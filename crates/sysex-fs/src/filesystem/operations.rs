//! Generic filesystem helpers.
//!
//! Every helper takes a full device path (`/<fs-name>/...`), picks the table
//! bound to the backend under that name and refuses operations the table does
//! not declare with `NotSupported`.

use log::{debug, info};
use std::path::{Path, PathBuf};

use super::path::split_fs_path;
use super::{FsOperation, FsOperations, FsOptions, Item, ItemIterator};
use crate::backend::Backend;
use crate::errors::BackendError;
use crate::job_control::JobControl;

fn resolve(backend: &Backend, path: &str) -> Result<(&'static dyn FsOperations, String), BackendError> {
    let (fs_name, inner) = split_fs_path(path)?;
    let ops = backend
        .fs_operations_by_name(fs_name)
        .ok_or_else(|| BackendError::invalid_path(path))?;
    Ok((ops, inner))
}

fn resolve_for(
    backend: &Backend,
    path: &str,
    op: FsOperation,
) -> Result<(&'static dyn FsOperations, String), BackendError> {
    let (ops, inner) = resolve(backend, path)?;
    if !ops.capabilities().contains(op.capability()) {
        debug!("{} does not support {}", ops.name(), op);
        return Err(BackendError::not_supported(op.name()));
    }
    Ok((ops, inner))
}

/// Resolves a source/destination pair that must live on the same filesystem.
fn resolve_pair(
    backend: &Backend,
    src: &str,
    dst: &str,
    op: FsOperation,
) -> Result<(&'static dyn FsOperations, String, String), BackendError> {
    let (ops, src_inner) = resolve_for(backend, src, op)?;
    let (dst_ops, dst_inner) = resolve(backend, dst)?;
    if dst_ops.id() != ops.id() {
        return Err(BackendError::invalid_path(dst));
    }
    Ok((ops, src_inner, dst_inner))
}

fn is_root(path: &str) -> bool {
    path.trim_end_matches('/').is_empty()
}

/// Lists a directory. The device root lists the filesystems as directories.
pub fn list<'a>(backend: &'a Backend, path: &str) -> Result<ItemIterator<'a>, BackendError> {
    if is_root(path) {
        let filesystems = backend.filesystems();
        return Ok(ItemIterator::new(
            filesystems.iter().map(|ops| Item::directory(ops.id(), ops.name())),
        ));
    }
    let (ops, dir) = resolve_for(backend, path, FsOperation::List)?;
    ops.read_dir(backend, &dir)
}

/// Lists a directory in the order the filesystem asks for.
pub fn list_sorted(backend: &Backend, path: &str) -> Result<Vec<Item>, BackendError> {
    let options = if is_root(path) {
        FsOptions::SORT_BY_ID
    } else {
        resolve(backend, path)?.0.options()
    };
    let mut items: Vec<Item> = list(backend, path)?.collect();
    if options.contains(FsOptions::SORT_BY_ID) {
        items.sort_by_key(|item| item.id);
    } else if options.contains(FsOptions::SORT_BY_NAME) {
        items.sort_by(|a, b| a.name.cmp(&b.name));
    }
    Ok(items)
}

/// Downloads one item. Progress is reported through `job`.
pub fn download(backend: &Backend, path: &str, job: &JobControl) -> Result<Vec<u8>, BackendError> {
    let (ops, inner) = resolve_for(backend, path, FsOperation::Download)?;
    job.check_active()?;
    let single_op = ops.options().contains(FsOptions::SINGLE_OP);
    if single_op {
        job.begin(1);
    }

    debug!("Downloading {} (job {})", path, job.id());
    let data = ops.download(backend, &inner, job)?;
    // A job cancelled during the transfer never reports success
    job.check_active()?;
    if single_op {
        job.advance(1.0);
    }
    info!("Downloaded {} ({} bytes)", path, data.len());
    Ok(data)
}

/// Uploads `data` to the item at `path`.
pub fn upload(backend: &Backend, path: &str, data: &[u8], job: &JobControl) -> Result<(), BackendError> {
    let (ops, inner) = resolve_for(backend, path, FsOperation::Upload)?;
    job.check_active()?;
    let single_op = ops.options().contains(FsOptions::SINGLE_OP);
    if single_op {
        job.begin(1);
    }

    debug!("Uploading {} bytes to {} (job {})", data.len(), path, job.id());
    ops.upload(backend, &inner, data, job)?;
    job.check_active()?;
    if single_op {
        job.advance(1.0);
    }
    info!("Uploaded {}", path);
    Ok(())
}

/// Renames an item.
///
/// On filesystems that can move items, rename is a move and `dst` is a full
/// path. Otherwise `dst` is handed over as is, either a bare name or a path.
pub fn rename(backend: &Backend, src: &str, dst: &str) -> Result<(), BackendError> {
    let (ops, _) = resolve(backend, src)?;
    if ops.capabilities().contains(FsOperation::Move.capability()) {
        return move_item(backend, src, dst);
    }

    let (ops, src_inner) = resolve_for(backend, src, FsOperation::Rename)?;
    let dst_inner = match resolve(backend, dst) {
        Ok((dst_ops, inner)) if dst_ops.id() == ops.id() => inner,
        Ok(_) => return Err(BackendError::invalid_path(dst)),
        Err(_) => dst.to_string(),
    };
    debug!("Renaming {} to {}", src, dst);
    ops.rename(backend, &src_inner, &dst_inner)
}

pub fn move_item(backend: &Backend, src: &str, dst: &str) -> Result<(), BackendError> {
    let (ops, src_inner, dst_inner) = resolve_pair(backend, src, dst, FsOperation::Move)?;
    debug!("Moving {} to {}", src, dst);
    ops.move_item(backend, &src_inner, &dst_inner)
}

pub fn copy(backend: &Backend, src: &str, dst: &str) -> Result<(), BackendError> {
    let (ops, src_inner, dst_inner) = resolve_pair(backend, src, dst, FsOperation::Copy)?;
    debug!("Copying {} to {}", src, dst);
    ops.copy(backend, &src_inner, &dst_inner)
}

pub fn swap(backend: &Backend, src: &str, dst: &str) -> Result<(), BackendError> {
    let (ops, src_inner, dst_inner) = resolve_pair(backend, src, dst, FsOperation::Swap)?;
    debug!("Swapping {} and {}", src, dst);
    ops.swap(backend, &src_inner, &dst_inner)
}

pub fn delete(backend: &Backend, path: &str) -> Result<(), BackendError> {
    let (ops, inner) = resolve_for(backend, path, FsOperation::Delete)?;
    debug!("Deleting {}", path);
    ops.delete(backend, &inner)
}

pub fn mkdir(backend: &Backend, path: &str) -> Result<(), BackendError> {
    let (ops, inner) = resolve_for(backend, path, FsOperation::Mkdir)?;
    debug!("Creating directory {}", path);
    ops.mkdir(backend, &inner)
}

pub fn clear(backend: &Backend, path: &str) -> Result<(), BackendError> {
    let (ops, inner) = resolve_for(backend, path, FsOperation::Clear)?;
    debug!("Clearing {}", path);
    ops.clear(backend, &inner)
}

/// Device path for uploading the local file `local_name` into `dst_dir`.
pub fn upload_path(
    backend: &Backend,
    dst_dir: &str,
    local_name: &str,
    next_index: &mut u32,
) -> Result<String, BackendError> {
    let (ops, inner) = resolve(backend, dst_dir)?;
    let path = ops.upload_path(backend, &inner, local_name, next_index);
    Ok(format!("/{}{}", ops.name(), path))
}

/// Local path a downloaded item should be saved to.
///
/// `items` is a listing of the directory containing `src_path`.
pub fn download_path(
    backend: &Backend,
    items: ItemIterator<'_>,
    dst_dir: &Path,
    src_path: &str,
) -> Result<PathBuf, BackendError> {
    let (ops, inner) = resolve(backend, src_path)?;
    ops.download_path(backend, items, dst_dir, &inner)
}

/// Canonical device path of an item listed in `dir` of filesystem `ops`.
pub fn item_path(ops: &dyn FsOperations, dir: &str, item: &Item) -> String {
    let dir = dir.trim_end_matches('/');
    if ops.options().contains(FsOptions::SLOT_STORAGE) {
        format!("/{}{}/{}", ops.name(), dir, item.id)
    } else {
        format!("/{}{}/{}", ops.name(), dir, item.name)
    }
}

/// One line summary: `<device name>; filesystems=<fs>,<fs>`.
pub fn info(backend: &Backend) -> String {
    let names: Vec<&str> = backend.filesystems().iter().map(|ops| ops.name()).collect();
    format!("{}; filesystems={}", backend.name(), names.join(","))
}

☆ ☆ ☆ ☆

_Work to be completed_
Output, from the data above, the lines from the line with "Ok(_) => return" to the line with "pub fn copy(backend: &Backend, src: &str, dst: &str)" exactly as they stand, both ends included and nothing else.

_Solution to the problem_
        Ok(_) => return Err(BackendError::invalid_path(dst)),
        Err(_) => dst.to_string(),
    };
    debug!("Renaming {} to {}", src, dst);
    ops.rename(backend, &src_inner, &dst_inner)
}

pub fn move_item(backend: &Backend, src: &str, dst: &str) -> Result<(), BackendError> {
    let (ops, src_inner, dst_inner) = resolve_pair(backend, src, dst, FsOperation::Move)?;
    debug!("Moving {} to {}", src, dst);
    ops.move_item(backend, &src_inner, &dst_inner)
}

pub fn copy(backend: &Backend, src: &str, dst: &str) -> Result<(), BackendError> {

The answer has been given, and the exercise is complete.